[Collected data]
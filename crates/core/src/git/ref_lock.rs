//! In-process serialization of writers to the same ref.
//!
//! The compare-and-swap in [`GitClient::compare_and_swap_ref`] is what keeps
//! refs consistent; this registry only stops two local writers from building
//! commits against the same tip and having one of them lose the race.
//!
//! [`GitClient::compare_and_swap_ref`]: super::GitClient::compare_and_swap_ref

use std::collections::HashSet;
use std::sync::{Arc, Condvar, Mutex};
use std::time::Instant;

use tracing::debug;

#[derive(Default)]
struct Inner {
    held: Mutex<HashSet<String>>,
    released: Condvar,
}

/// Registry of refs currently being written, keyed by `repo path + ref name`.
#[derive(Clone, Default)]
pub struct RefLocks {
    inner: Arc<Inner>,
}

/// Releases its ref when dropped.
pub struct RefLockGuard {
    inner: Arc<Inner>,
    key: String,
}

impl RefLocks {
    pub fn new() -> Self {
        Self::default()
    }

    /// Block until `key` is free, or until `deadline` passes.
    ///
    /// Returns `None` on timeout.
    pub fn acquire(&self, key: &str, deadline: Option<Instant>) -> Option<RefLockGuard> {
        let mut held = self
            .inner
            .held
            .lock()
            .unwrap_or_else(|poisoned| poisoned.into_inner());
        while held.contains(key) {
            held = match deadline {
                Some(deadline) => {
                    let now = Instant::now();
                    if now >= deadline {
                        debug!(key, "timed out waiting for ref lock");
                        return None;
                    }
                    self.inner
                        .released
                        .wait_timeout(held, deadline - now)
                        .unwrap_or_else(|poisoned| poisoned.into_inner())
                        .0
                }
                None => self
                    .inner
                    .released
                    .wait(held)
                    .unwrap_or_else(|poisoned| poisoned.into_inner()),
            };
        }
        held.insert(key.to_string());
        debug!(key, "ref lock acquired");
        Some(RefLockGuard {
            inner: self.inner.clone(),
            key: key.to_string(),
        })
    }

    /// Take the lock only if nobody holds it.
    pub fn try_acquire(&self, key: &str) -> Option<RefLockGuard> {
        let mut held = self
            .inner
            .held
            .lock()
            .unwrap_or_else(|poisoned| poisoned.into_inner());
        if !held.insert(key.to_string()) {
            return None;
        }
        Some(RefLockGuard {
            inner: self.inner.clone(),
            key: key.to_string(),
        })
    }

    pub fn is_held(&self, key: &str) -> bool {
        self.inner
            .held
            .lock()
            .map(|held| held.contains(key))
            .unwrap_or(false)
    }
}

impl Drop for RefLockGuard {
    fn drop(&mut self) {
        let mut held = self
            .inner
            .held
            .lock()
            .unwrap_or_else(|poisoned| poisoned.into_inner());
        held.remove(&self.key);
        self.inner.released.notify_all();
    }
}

Task goal -> Retype the records above in full, exactly.

Answer for the task ->
filename crates/core/src/git/ref_lock.rs
//! In-process serialization of writers to the same ref.
//!
//! The compare-and-swap in [`GitClient::compare_and_swap_ref`] is what keeps
//! refs consistent; this registry only stops two local writers from building
//! commits against the same tip and having one of them lose the race.
//!
//! [`GitClient::compare_and_swap_ref`]: super::GitClient::compare_and_swap_ref

use std::collections::HashSet;
use std::sync::{Arc, Condvar, Mutex};
use std::time::Instant;

use tracing::debug;

#[derive(Default)]
struct Inner {
    held: Mutex<HashSet<String>>,
    released: Condvar,
}

/// Registry of refs currently being written, keyed by `repo path + ref name`.
#[derive(Clone, Default)]
pub struct RefLocks {
    inner: Arc<Inner>,
}

/// Releases its ref when dropped.
pub struct RefLockGuard {
    inner: Arc<Inner>,
    key: String,
}

impl RefLocks {
    pub fn new() -> Self {
        Self::default()
    }

    /// Block until `key` is free, or until `deadline` passes.
    ///
    /// Returns `None` on timeout.
    pub fn acquire(&self, key: &str, deadline: Option<Instant>) -> Option<RefLockGuard> {
        let mut held = self
            .inner
            .held
            .lock()
            .unwrap_or_else(|poisoned| poisoned.into_inner());
        while held.contains(key) {
            held = match deadline {
                Some(deadline) => {
                    let now = Instant::now();
                    if now >= deadline {
                        debug!(key, "timed out waiting for ref lock");
                        return None;
                    }
                    self.inner
                        .released
                        .wait_timeout(held, deadline - now)
                        .unwrap_or_else(|poisoned| poisoned.into_inner())
                        .0
                }
                None => self
                    .inner
                    .released
                    .wait(held)
                    .unwrap_or_else(|poisoned| poisoned.into_inner()),
            };
        }
        held.insert(key.to_string());
        debug!(key, "ref lock acquired");
        Some(RefLockGuard {
            inner: self.inner.clone(),
            key: key.to_string(),
        })
    }

    /// Take the lock only if nobody holds it.
    pub fn try_acquire(&self, key: &str) -> Option<RefLockGuard> {
        let mut held = self
            .inner
            .held
            .lock()
            .unwrap_or_else(|poisoned| poisoned.into_inner());
        if !held.insert(key.to_string()) {
            return None;
        }
        Some(RefLockGuard {
            inner: self.inner.clone(),
            key: key.to_string(),
        })
    }

    pub fn is_held(&self, key: &str) -> bool {
        self.inner
            .held
            .lock()
            .map(|held| held.contains(key))
            .unwrap_or(false)
    }
}

impl Drop for RefLockGuard {
    fn drop(&mut self) {
        let mut held = self
            .inner
            .held
            .lock()
            .unwrap_or_else(|poisoned| poisoned.into_inner());
        held.remove(&self.key);
        self.inner.released.notify_all();
    }
}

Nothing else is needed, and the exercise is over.